Auch wenn ich bezweifeln würde, dass die Ausstattung des schulischen und universitären Bereichs tatsächlich so üppig ist, wie das Bild nahelegen will, so ist doch zweifellos richtig, dass die Erwachsenenbildung bei bildungspolitischen Diskussionen für ihre Sichtbarkeit kämpfen muss. Ich erlebe es in meinem beruflichen Alltag immer wieder, dass die Volkshochschule ihre Wichtigkeit ausdrücklich betonen und darstellen muss, wenn es z.B. um die Bereitstellung von Räumen, Geld und Personal geht.

Dabei handelt es sich bei der Erwachsenenbildung in Deutschland insgesamt um einen riesigen Bildungsbereich. Glaubt man dem aktuellen Weiterbildungs-Monitor so sind 1,3 Millionen – lehrend, planend und beratend – in der Erwachsenen-/Weiterbildung beschäftigt (davon ca. jeder sechste an einer Volkshochschule). Im Vergleich dazu: in der Autoindustrie arbeiten 830 000 Menschen.

Die deutschen Volkshochschulen feiern im Jahr 2019 ihr 100jähriges Jubiläum. Doch längst reichen die staatlichen Fördermittel nicht mehr aus, um sie am Leben zu halten: Die deutschen Volkshochschulen finanzieren sich inzwischen jeweils zu einem Drittel aus staatlichen Förderungen, Teilnehmerentgelten und eingeworbenen Drittmitteln.

Die Volkshochschule leistet von jeher einen Beitrag dazu, das Leben lebenswerter zu machen. Daher setzen wir uns für eine leistungsstarke und moderne Volkshochschule ein und tun, was in unseren bezirklichen Möglichkeiten liegt, wenn es um gute Räume, gute Ausstattung und gutes Personal geht.

Jüngstes Beispiel: Im kommenden Jahr werden wir die digitale Ausstattung unserer Volkshochschule weiter ausbauen und verbessern. Auch die von Ihnen gezahlten Entgeltzuschläge helfen uns, die Infrastruktur auszubauen und zeitgemäßen Unterricht anzubieten. Aber digitale Infrastruktur allein hilft noch nicht viel beim Lernen. Deshalb haben wir als erste Volkshochschule in Berlin eine Mitarbeiterin, die sich als Mediencoach ausschließlich dem digitalen Lernen widmet. Auf unserer Homepage finden Sie unter „Aktuelles“ ein Interview mit ihr, in dem sie ihre Aufgabe vorstellt.
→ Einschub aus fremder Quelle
use candle_core::{Device, Tensor};

use crate::error::{HashiError, Result};

/// The learned linear map `W` from source-space vectors to target-space
/// vectors, shaped `(target_dim, source_dim)`.
///
/// Row `j` holds the coefficients that predict target coordinate `j`.
/// Cloning is cheap: the underlying tensor storage is shared.
#[derive(Debug, Clone)]
pub struct MappingMatrix {
    weights: Tensor,
    target_dim: usize,
    source_dim: usize,
}

impl MappingMatrix {
    /// Builds a matrix from row-major coefficients.
    pub fn from_vec(data: Vec<f32>, target_dim: usize, source_dim: usize) -> Result<Self> {
        let expected = target_dim * source_dim;
        if data.len() != expected {
            return Err(HashiError::dimension(
                "mapping coefficients",
                expected,
                data.len(),
            ));
        }
        let weights = Tensor::from_vec(data, (target_dim, source_dim), &Device::Cpu)?;
        Ok(Self {
            weights,
            target_dim,
            source_dim,
        })
    }

    /// Builds a matrix from one coefficient row per target dimension.
    pub fn from_rows(rows: Vec<Vec<f32>>, source_dim: usize) -> Result<Self> {
        let target_dim = rows.len();
        let mut data = Vec::with_capacity(target_dim * source_dim);
        for (j, row) in rows.into_iter().enumerate() {
            if row.len() != source_dim {
                return Err(HashiError::dimension(
                    format!("coefficient row {j}"),
                    source_dim,
                    row.len(),
                ));
            }
            data.extend(row);
        }
        Self::from_vec(data, target_dim, source_dim)
    }

    /// `(target_dim, source_dim)`.
    pub fn shape(&self) -> (usize, usize) {
        (self.target_dim, self.source_dim)
    }

    pub fn target_dim(&self) -> usize {
        self.target_dim
    }

    pub fn source_dim(&self) -> usize {
        self.source_dim
    }

    pub fn as_tensor(&self) -> &Tensor {
        &self.weights
    }

    /// Maps a source-space vector into the target space: `W · v`.
    pub fn project(&self, vector: &[f32]) -> Result<Vec<f32>> {
        if vector.len() != self.source_dim {
            return Err(HashiError::dimension(
                "source vector",
                self.source_dim,
                vector.len(),
            ));
        }
        let column = Tensor::from_slice(vector, (self.source_dim, 1), &Device::Cpu)?;
        let projected = self.weights.matmul(&column)?.squeeze(1)?.to_vec1::<f32>()?;
        Ok(projected)
    }

    /// Coefficients as nested rows.
    pub fn to_rows(&self) -> Result<Vec<Vec<f32>>> {
        Ok(self.weights.to_vec2::<f32>()?)
    }
}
Denn in Berlin Mitte sollen Sie nicht am Katzentisch sitzen, wenn es um Ihre Bildung geht.

Viel Spaß beim Lernen in der Volkshochschule!

Sabine Weißler

Vorwort von Michael Weiß

Sehr geehrte Damen und Herren,

bringen wir den Gründungsakt der Berliner Volkshochschule vor knapp 100 Jahren mal als Theaterstück auf die Bühne:

1. Akt, 1. Szene, Aula der Berliner Universität, (sehr feierlicher Rahmen)
Die Gruppe der Hauptredner steht vor Beginn zusammen und ist im Gespräch miteinander.*

Rektor der Berliner Universität (mit sonorer Stimme): Die enge Verbindung zwischen Universität und Volkshochschule dokumentiert schon allein der Umstand, dass die Berliner Universität zu dieser Feier ihre Aula zur Verfügung stellt.
Berliner Bürgermeister (ins Wort fallend): Und wir sind mitten dabei. Solange die Hochschulen nur wenigen Bemittelten offenstand, konnten wir abseits stehen als Stadt. Aber jetzt, wo die Pforten sich für alle auftun, müssen wir mithelfen, die Volkshochschule aufzubauen.
Gewerkschaftssekretär (sehr bestimmt im Ton): Wir begrüßen das auch, dass sich jetzt eine Bildungsanstalt für alle öffnet, aber nicht aus Dankbarkeit, sondern weil hier eine soziale Pflicht erfüllt wird.
Staatssekretär des Innern: Ja, richtig. Es ist der Wille des Volkes, dass es Volkshochschulen gibt. Deshalb stehen die Volkshochschulen nicht einfach nur in einem Weiterbildungsgesetz, nein, die Förderung der Arbeit der Volkshochschule genießt mit §148 sogar Verfassungsrang.
Geschäftsführer der Volkshochschule (erst leise): Gut, die Aufgaben der Volkshochschulen liegen klar, aber der Weg ist schwer zu finden, wir müssen uns neue Pfade in der Bildungslandschaft suchen. In der Sache geht es nicht nur um Vorträge wie an der Hochschule, sondern um gemeinsames Lernen, am besten in Arbeitsgemeinschaften. (mit kräftiger Stimme) Das Ziel ist es, den einzelnen zum beobachtenden, denkenden und fühlenden Menschen zu machen. Wir brauchen dafür Lehrkräfte mit pädagogischem Verständnis und einem warmen Herz. (Unruhe) Solche Hochschullehrer besitzen wir heute kaum. (Der Rektor der Universität unterbricht und gibt dem Chor ein Zeichen.)
Chorgesang.
Reichpräsident Ebert wird in den Saal geführt. Der Festakt beginnt.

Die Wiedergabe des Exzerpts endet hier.